By Alexandra Burlacu | Jul 19, 2012 12:24 PM EDT
Remember in school when teachers used to make errant students write the same thing 100 times? Apple seems to be getting a similar slap on the wrist now, as a UK judge has ordered the company to publish a notice on its UK Web site and run ads in British newspapers saying that Samsung did not copy its design for the iPad, Bloomberg reported.
Judge Colin Birss, who ruled last week that Samsung did not infringe Apple's designs because its Galaxy Tabs were "not as cool" as the iPad, said this notice should further outline that July 9 court ruling. Apple must post the notice on its UK home page for six months, and publish it in several newspapers and magazines. According to Birss, this notice is designed to correct any impression that Samsung was copying Apple's tablet.
Obviously not thrilled about this decision, Apple attorney Richard Hacon told the court that this order means the Cupertino, California-based tech giant will have to publish "an advertisement" for Samsung. "No company likes to refer to a rival on its website."
Apple is currently engaged in a global patent war against several competitors, including Google, Samsung, and HTC, as it races for the top in the increasingly more competitive smartphone and tablet markets. The similarity between Samsung and Apple tablets is also fueling legal battles in Germany, Netherlands, and the United States.
In his ruling on July 9, judge Birss said that Samsung's tablets were unlikely to be mistaken for Apple's market-leading iPad because they are "not as cool." The judge did, however, reject Samsung's request for an injunction to forbid Apple from making public statements that the Galaxy tablet infringed its design rights. "They are entitled to their opinion," said Birss.
"Should Apple continue to make excessive legal claims based on such generic designs, innovation in the industry could be harmed and consumer choice unduly limited," the South Korean Galaxy maker said in a statement after the hearing. The comments Apple made after the hearing unjustly implied that Samsung had copied designs, Samsung attorney Kathryn Pickard said at the hearing.

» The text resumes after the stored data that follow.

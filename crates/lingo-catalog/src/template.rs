#![forbid(unsafe_code)]

//! ICU-style message templates.
//!
//! Supported syntax:
//!
//! | Form | Meaning |
//! |------|---------|
//! | `{name}` | interpolate an argument |
//! | `{n, number}` / `{n, number, percent}` | formatted number (style or named preset) |
//! | `{d, date, short}` / `{d, time}` | formatted date or time |
//! | `{n, plural, =0 {none} one {# item} other {# items}}` | cardinal plural, `#` is the count |
//! | `{n, selectordinal, one {#st} two {#nd} few {#rd} other {#th}}` | ordinal plural |
//! | `{g, select, female {she} other {they}}` | keyword select |
//! | `<b>text</b>`, `<br/>` | rich-text tag rendered by a caller-supplied function |
//! | `''`, `'{literal}'` | apostrophe quoting |
//!
//! Plural and select blocks must carry an `other` arm.

use crate::error::TemplateError;
use crate::plural::PluralCategory;

/// A parsed template.
#[derive(Debug, Clone, PartialEq)]
pub struct Template {
    segments: Vec<Segment>,
}

/// One piece of a template.
#[derive(Debug, Clone, PartialEq)]
pub enum Segment {
    Text(String),
    /// `{name}`
    Argument(String),
    /// `{name, number[, style]}`
    Number { arg: String, style: Option<String> },
    /// `{name, date[, style]}`
    Date { arg: String, style: Option<String> },
    /// `{name, time[, style]}`
    Time { arg: String, style: Option<String> },
    /// `{name, plural, ...}` or `{name, selectordinal, ...}`
    Plural {
        arg: String,
        ordinal: bool,
        offset: i64,
        arms: Vec<PluralArm>,
    },
    /// `{name, select, ...}`
    Select { arg: String, arms: Vec<SelectArm> },
    /// `#` inside a plural arm.
    Pound,
    /// `<name>children</name>` or `<name/>`
    Tag { name: String, children: Vec<Segment> },
}

/// An arm of a plural block.
#[derive(Debug, Clone, PartialEq)]
pub struct PluralArm {
    pub selector: PluralSelector,
    pub body: Vec<Segment>,
}

/// How a plural arm is chosen.
#[derive(Debug, Clone, Copy, PartialEq)]
pub enum PluralSelector {
    /// `=N`, matched against the value before the offset is applied.
    Exact(f64),
    Category(PluralCategory),
}

/// An arm of a select block.
#[derive(Debug, Clone, PartialEq)]
pub struct SelectArm {
    pub key: String,
    pub body: Vec<Segment>,
}

impl Template {
    /// Parse template source.
    pub fn parse(source: &str) -> Result<Self, TemplateError> {
        let mut parser = Parser {
            chars: source.chars().collect(),
            pos: 0,
        };
        let segments = parser.segments(false, &Close::End)?;
        Ok(Self { segments })
    }

    /// The top-level segments.
    pub fn segments(&self) -> &[Segment] {
        &self.segments
    }

    /// Whether the template is plain text with no placeholders or tags.
    pub fn is_literal(&self) -> bool {
        self.segments.iter().all(|s| matches!(s, Segment::Text(_)))
    }

    /// Names of all arguments and tags referenced anywhere, deduplicated,
    /// in order of first appearance.
    pub fn argument_names(&self) -> Vec<&str> {
        let mut names = Vec::new();
        collect_names(&self.segments, &mut names);
        names
    }
}

fn push_name<'a>(name: &'a str, names: &mut Vec<&'a str>) {
    if !names.contains(&name) {
        names.push(name);
    }
}

fn collect_names<'a>(segments: &'a [Segment], names: &mut Vec<&'a str>) {
    for segment in segments {
        match segment {
            Segment::Text(_) | Segment::Pound => {}
            Segment::Argument(arg)
            | Segment::Number { arg, .. }
            | Segment::Date { arg, .. }
            | Segment::Time { arg, .. } => push_name(arg, names),
            Segment::Plural { arg, arms, .. } => {
                push_name(arg, names);
                for arm in arms {
                    collect_names(&arm.body, names);
                }
            }
            Segment::Select { arg, arms } => {
                push_name(arg, names);
                for arm in arms {
                    collect_names(&arm.body, names);
                }
            }
            Segment::Tag { name, children } => {
                push_name(name, names);
                collect_names(children, names);
            }
        }
    }
}

enum Close {
    End,
    Brace,
    Tag(String),
}

struct Parser {
    chars: Vec<char>,
    pos: usize,
}

impl Parser {
    fn peek(&self) -> Option<char> {
        self.chars.get(self.pos).copied()
    }

    /// Byte offset in the source of the character at `pos`.
    fn byte_offset(&self, pos: usize) -> usize {
        self.chars.iter().take(pos).map(|c| c.len_utf8()).sum()
    }

    fn peek_at(&self, offset: usize) -> Option<char> {
        self.chars.get(self.pos + offset).copied()
    }

    fn skip_ws(&mut self) {
        while self.peek().is_some_and(char::is_whitespace) {
            self.pos += 1;
        }
    }

    fn expect(&mut self, expected: char) -> Result<(), TemplateError> {
        if self.peek() == Some(expected) {
            self.pos += 1;
            Ok(())
        } else if self.peek().is_none() {
            Err(TemplateError::Unterminated {
                what: "placeholder",
            })
        } else {
            Err(TemplateError::Expected {
                expected,
                pos: self.byte_offset(self.pos),
            })
        }
    }

    fn word(&mut self) -> String {
        let start = self.pos;
        while self
            .peek()
            .is_some_and(|c| !c.is_whitespace() && !matches!(c, ',' | '{' | '}'))
        {
            self.pos += 1;
        }
        self.chars[start..self.pos].iter().collect()
    }

    fn segments(&mut self, in_plural: bool, close: &Close) -> Result<Vec<Segment>, TemplateError> {
        let mut segments = Vec::new();
        let mut text = String::new();

        loop {
            let Some(c) = self.peek() else {
                return match close {
                    Close::End => {
                        flush(&mut text, &mut segments);
                        Ok(segments)
                    }
                    Close::Brace => Err(TemplateError::Unterminated { what: "arm" }),
                    Close::Tag(_) => Err(TemplateError::Unterminated { what: "tag" }),
                };
            };

            match c {
                '}' => {
                    if let Close::Brace = close {
                        flush(&mut text, &mut segments);
                        return Ok(segments);
                    }
                    return Err(TemplateError::UnexpectedBrace {
                        pos: self.byte_offset(self.pos),
                    });
                }
                '{' => {
                    flush(&mut text, &mut segments);
                    self.pos += 1;
                    segments.push(self.placeholder(in_plural)?);
                }
                '<' if self.peek_at(1) == Some('/') => {
                    let name = self.closing_tag()?;
                    return match close {
                        Close::Tag(open) if *open == name => {
                            flush(&mut text, &mut segments);
                            Ok(segments)
                        }
                        Close::Tag(open) => Err(TemplateError::MismatchedTag {
                            expected: open.clone(),
                            found: name,
                        }),
                        _ => Err(TemplateError::MismatchedTag {
                            expected: String::new(),
                            found: name,
                        }),
                    };
                }
                '<' if self.peek_at(1).is_some_and(|c| c.is_ascii_alphabetic()) => {
                    flush(&mut text, &mut segments);
                    segments.push(self.tag(in_plural)?);
                }
                '#' if in_plural => {
                    flush(&mut text, &mut segments);
                    self.pos += 1;
                    segments.push(Segment::Pound);
                }
                '\'' => self.quoted(in_plural, &mut text),
                _ => {
                    text.push(c);
                    self.pos += 1;
                }
            }
        }
    }

    fn quoted(&mut self, in_plural: bool, text: &mut String) {
        match self.peek_at(1) {
            Some('\'') => {
                text.push('\'');
                self.pos += 2;
            }
            Some(c) if matches!(c, '{' | '}' | '<') || (c == '#' && in_plural) => {
                self.pos += 1;
                while let Some(c) = self.peek() {
                    if c == '\'' {
                        if self.peek_at(1) == Some('\'') {
                            text.push('\'');
                            self.pos += 2;
                            continue;
                        }
                        self.pos += 1;
                        return;
                    }
                    text.push(c);
                    self.pos += 1;
                }
            }
            _ => {
                text.push('\'');
                self.pos += 1;
            }
        }
    }

    fn placeholder(&mut self, in_plural: bool) -> Result<Segment, TemplateError> {
        self.skip_ws();
        let start = self.pos;
        let arg = self.word();
        if arg.is_empty() {
            return Err(TemplateError::EmptyArgument {
                pos: self.byte_offset(start),
            });
        }
        self.skip_ws();
        if self.peek() == Some('}') {
            self.pos += 1;
            return Ok(Segment::Argument(arg));
        }
        self.expect(',')?;
        self.skip_ws();
        let kind_pos = self.pos;
        let kind = self.word();
        self.skip_ws();

        match kind.as_str() {
            "number" | "date" | "time" => {
                let style = self.style()?;
                Ok(match kind.as_str() {
                    "number" => Segment::Number { arg, style },
                    "date" => Segment::Date { arg, style },
                    _ => Segment::Time { arg, style },
                })
            }
            "plural" | "selectordinal" => {
                self.expect(',')?;
                let (offset, arms) = self.plural_arms(&arg)?;
                Ok(Segment::Plural {
                    arg,
                    ordinal: kind == "selectordinal",
                    offset,
                    arms,
                })
            }
            "select" => {
                self.expect(',')?;
                let arms = self.select_arms(&arg, in_plural)?;
                Ok(Segment::Select { arg, arms })
            }
            _ => Err(TemplateError::UnknownArgumentType {
                kind,
                pos: self.byte_offset(kind_pos),
            }),
        }
    }

    fn style(&mut self) -> Result<Option<String>, TemplateError> {
        if self.peek() == Some('}') {
            self.pos += 1;
            return Ok(None);
        }
        self.expect(',')?;
        let start = self.pos;
        while self.peek().is_some_and(|c| c != '}') {
            self.pos += 1;
        }
        let style: String = self.chars[start..self.pos].iter().collect();
        self.expect('}')?;
        let style = style.trim();
        Ok((!style.is_empty()).then(|| style.to_owned()))
    }

    fn plural_arms(&mut self, arg: &str) -> Result<(i64, Vec<PluralArm>), TemplateError> {
        let mut offset = 0;
        let mut arms = Vec::new();
        loop {
            self.skip_ws();
            match self.peek() {
                None => return Err(TemplateError::Unterminated { what: "plural" }),
                Some('}') => {
                    self.pos += 1;
                    break;
                }
                Some(_) => {}
            }
            let selector = self.word();
            if let Some(value) = selector.strip_prefix("offset:") {
                offset = value
                    .parse()
                    .map_err(|_| TemplateError::InvalidSelector {
                        selector: selector.clone(),
                    })?;
                continue;
            }
            let parsed = if let Some(exact) = selector.strip_prefix('=') {
                exact
                    .parse::<f64>()
                    .ok()
                    .filter(|v| v.is_finite())
                    .map(PluralSelector::Exact)
            } else {
                PluralCategory::from_keyword(&selector).map(PluralSelector::Category)
            };
            let selector = parsed.ok_or(TemplateError::InvalidSelector { selector })?;
            self.skip_ws();
            self.expect('{')?;
            let body = self.segments(true, &Close::Brace)?;
            self.expect('}')?;
            arms.push(PluralArm { selector, body });
        }
        let has_other = arms
            .iter()
            .any(|arm| arm.selector == PluralSelector::Category(PluralCategory::Other));
        if !has_other {
            return Err(TemplateError::MissingOther { arg: arg.to_owned() });
        }
        Ok((offset, arms))
    }

    fn select_arms(&mut self, arg: &str, in_plural: bool) -> Result<Vec<SelectArm>, TemplateError> {
        let mut arms = Vec::new();
        loop {
            self.skip_ws();
            match self.peek() {
                None => return Err(TemplateError::Unterminated { what: "select" }),
                Some('}') => {
                    self.pos += 1;
                    break;
                }
                Some(_) => {}
            }
            let key = self.word();
            if key.is_empty() {
                return Err(TemplateError::InvalidSelector { selector: key });
            }
            self.skip_ws();
            self.expect('{')?;
            let body = self.segments(in_plural, &Close::Brace)?;
            self.expect('}')?;
            arms.push(SelectArm { key, body });
        }
        if !arms.iter().any(|arm| arm.key == "other") {
            return Err(TemplateError::MissingOther { arg: arg.to_owned() });
        }
        Ok(arms)
    }

    fn tag_name(&mut self) -> String {
        let start = self.pos;
        while self
            .peek()
            .is_some_and(|c| c.is_alphanumeric() || matches!(c, '-' | '_'))
        {
            self.pos += 1;
        }
        self.chars[start..self.pos].iter().collect()
    }

    fn tag(&mut self, in_plural: bool) -> Result<Segment, TemplateError> {
        self.pos += 1; // '<'
        let name = self.tag_name();
        self.skip_ws();
        if self.peek() == Some('/') {
            self.pos += 1;
            self.expect_tag_end('>')?;
            return Ok(Segment::Tag {
                name,
                children: Vec::new(),
            });
        }
        self.expect_tag_end('>')?;
        let children = self.segments(in_plural, &Close::Tag(name.clone()))?;
        Ok(Segment::Tag { name, children })
    }

    fn closing_tag(&mut self) -> Result<String, TemplateError> {
        self.pos += 2; // "</"
        let name = self.tag_name();
        self.skip_ws();
        self.expect_tag_end('>')?;
        Ok(name)
    }

    fn expect_tag_end(&mut self, expected: char) -> Result<(), TemplateError> {
        match self.peek() {
            Some(c) if c == expected => {
                self.pos += 1;
                Ok(())
            }
            None => Err(TemplateError::Unterminated { what: "tag" }),
            Some(_) => Err(TemplateError::Expected {
                expected,
                pos: self.byte_offset(self.pos),
            }),
        }
    }
}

Those comments "caused real commercial harm."
According to Bloomberg, a draft copy provided by Samsung's lawyers notes that Apple must run the notice on its Web site, as well as in the Financial Times, the Daily Mail, Guardian Mobile magazine, and T3. Apple's lawyer said the company would appeal the ruling on July 9. Judge Birss granted Apple permission to take its case to the Court of Appeal.